Records provided Start Marker

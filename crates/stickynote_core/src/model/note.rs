//! Note domain model.
//!
//! # Responsibility
//! - Define the canonical in-memory `Note` shared by sync and view layers.
//! - Define the stored document shape and its normalization into `Note`.
//!
//! # Invariants
//! - `NoteId` values are assigned by the document store, never by clients.
//! - Missing coordinates normalize to `(0, 0)` in exactly one place:
//!   `NoteDocument::into_note`.

use serde::{Deserialize, Serialize};
use serde_json::{Map, Value};
use std::fmt::{Display, Formatter};

/// Opaque store-assigned note identifier.
#[derive(Debug, Clone, PartialEq, Eq, Hash, PartialOrd, Ord, Serialize, Deserialize)]
#[serde(transparent)]
pub struct NoteId(String);

impl NoteId {
    pub fn new(value: impl Into<String>) -> Self {
        Self(value.into())
    }

    pub fn as_str(&self) -> &str {
        self.0.as_str()
    }
}

impl Display for NoteId {
    fn fmt(&self, f: &mut Formatter<'_>) -> std::fmt::Result {
        f.write_str(&self.0)
    }
}

impl From<&str> for NoteId {
    fn from(value: &str) -> Self {
        Self::new(value)
    }
}

impl From<String> for NoteId {
    fn from(value: String) -> Self {
        Self(value)
    }
}

/// One sticky note as seen by the application.
#[derive(Debug, Clone, PartialEq, Serialize, Deserialize)]
pub struct Note {
    /// Store-assigned identifier, unique within one collection.
    pub id: NoteId,
    /// Free-form note body.
    pub text: String,
    /// Canvas x coordinate.
    pub x: f64,
    /// Canvas y coordinate.
    pub y: f64,
}

impl Note {
    pub fn new(id: impl Into<NoteId>, text: impl Into<String>, x: f64, y: f64) -> Self {
        Self {
            id: id.into(),
            text: text.into(),
            x,
            y,
        }
    }

    /// Returns the position after applying a drag displacement.
    pub fn displaced(&self, dx: f64, dy: f64) -> (f64, f64) {
        (self.x + dx, self.y + dy)
    }
}

/// Content submitted when creating a note.
///
/// Coordinates are optional; notes created from plain text input carry
/// only `text` and read back at `(0, 0)`.
#[derive(Debug, Clone, PartialEq)]
pub struct NoteDraft {
    pub text: String,
    pub x: Option<f64>,
    pub y: Option<f64>,
}

impl NoteDraft {
    /// Creates a text-only draft.
    pub fn text(text: impl Into<String>) -> Self {
        Self {
            text: text.into(),
            x: None,
            y: None,
        }
    }

    /// Creates a draft placed at an explicit position.
    pub fn at(text: impl Into<String>, x: f64, y: f64) -> Self {
        Self {
            text: text.into(),
            x: Some(x),
            y: Some(y),
        }
    }

    /// Returns whether every given coordinate can be stored as a JSON number.
    pub fn has_finite_position(&self) -> bool {
        self.x.map_or(true, f64::is_finite) && self.y.map_or(true, f64::is_finite)
    }

    /// Converts the draft to its stored document shape.
    pub fn to_document(&self) -> NoteDocument {
        NoteDocument {
            text: self.text.clone(),
            x: self.x,
            y: self.y,
        }
    }
}

/// Stored shape of a note document: `{ text, x?, y? }`.
///
/// Older documents predate positioning and lack `x`/`y`.
#[derive(Debug, Clone, Default, PartialEq, Serialize, Deserialize)]
pub struct NoteDocument {
    #[serde(default)]
    pub text: String,
    #[serde(default, skip_serializing_if = "Option::is_none")]
    pub x: Option<f64>,
    #[serde(default, skip_serializing_if = "Option::is_none")]
    pub y: Option<f64>,
}

impl NoteDocument {
    /// Decodes a raw JSON document body.
    pub fn from_fields(fields: &Map<String, Value>) -> Result<Self, serde_json::Error> {
        serde_json::from_value(Value::Object(fields.clone()))
    }

    /// Encodes this document as a JSON object body.
    pub fn to_fields(&self) -> Map<String, Value> {
        let mut fields = Map::new();
        fields.insert("text".to_string(), Value::from(self.text.as_str()));
        if let Some(x) = self.x {
            fields.insert("x".to_string(), Value::from(x));
        }
        if let Some(y) = self.y {
            fields.insert("y".to_string(), Value::from(y));
        }
        fields
    }

    /// Normalizes this document into a full `Note`.
    pub fn into_note(self, id: NoteId) -> Note {
        Note {
            id,
            text: self.text,
            x: self.x.unwrap_or(0.0),
            y: self.y.unwrap_or(0.0),
        }
    }
}

/// JSON numbers cannot hold NaN or infinities; `serde_json` would store
/// them as `null`, which reads back as the origin.
pub fn is_finite_position(x: f64, y: f64) -> bool {
    x.is_finite() && y.is_finite()
}

/// Builds the partial document body for a position-only update.
pub fn position_patch(x: f64, y: f64) -> Map<String, Value> {
    let mut patch = Map::new();
    patch.insert("x".to_string(), Value::from(x));
    patch.insert("y".to_string(), Value::from(y));
    patch
}

#[cfg(test)]
mod tests {
    use super::{is_finite_position, position_patch, NoteDocument, NoteDraft, NoteId};
    use serde_json::json;

    #[test]
    fn non_finite_coordinates_are_detected() {
        assert!(is_finite_position(-3.5, 1e300));
        assert!(!is_finite_position(f64::NAN, 0.0));
        assert!(!is_finite_position(0.0, f64::INFINITY));
        assert!(NoteDraft::text("plain").has_finite_position());
        assert!(!NoteDraft::at("far", f64::NEG_INFINITY, 0.0).has_finite_position());
    }

    #[test]
    fn document_without_coordinates_normalizes_to_origin() {
        let raw = json!({ "text": "legacy" });
        let doc = NoteDocument::from_fields(raw.as_object().unwrap()).unwrap();
        let note = doc.into_note(NoteId::new("a1"));
        assert_eq!(note.text, "legacy");
        assert_eq!((note.x, note.y), (0.0, 0.0));
    }

    #[test]
    fn document_with_integer_coordinates_decodes_as_float() {
        let raw = json!({ "text": "placed", "x": 12, "y": -3 });
        let doc = NoteDocument::from_fields(raw.as_object().unwrap()).unwrap();
        let note = doc.into_note(NoteId::new("b2"));
        assert_eq!((note.x, note.y), (12.0, -3.0));
    }

    #[test]
    fn document_with_wrong_coordinate_type_is_rejected() {
        let raw = json!({ "text": "broken", "x": "left" });
        assert!(NoteDocument::from_fields(raw.as_object().unwrap()).is_err());
    }

    #[test]
    fn text_only_draft_omits_coordinates_from_stored_body() {
        let fields = NoteDraft::text("buy milk").to_document().to_fields();
        assert_eq!(fields.len(), 1);
        assert_eq!(fields["text"], json!("buy milk"));
    }

    #[test]
    fn position_patch_touches_only_coordinates() {
        let patch = position_patch(15.0, 5.0);
        assert_eq!(patch.len(), 2);
        assert!(!patch.contains_key("text"));
    }
}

Records provided End Marker

__Exercise details__
Pull out each line of the entries that contains "Display".

__Answer section__
use std::fmt::{Display, Formatter};
impl Display for NoteId {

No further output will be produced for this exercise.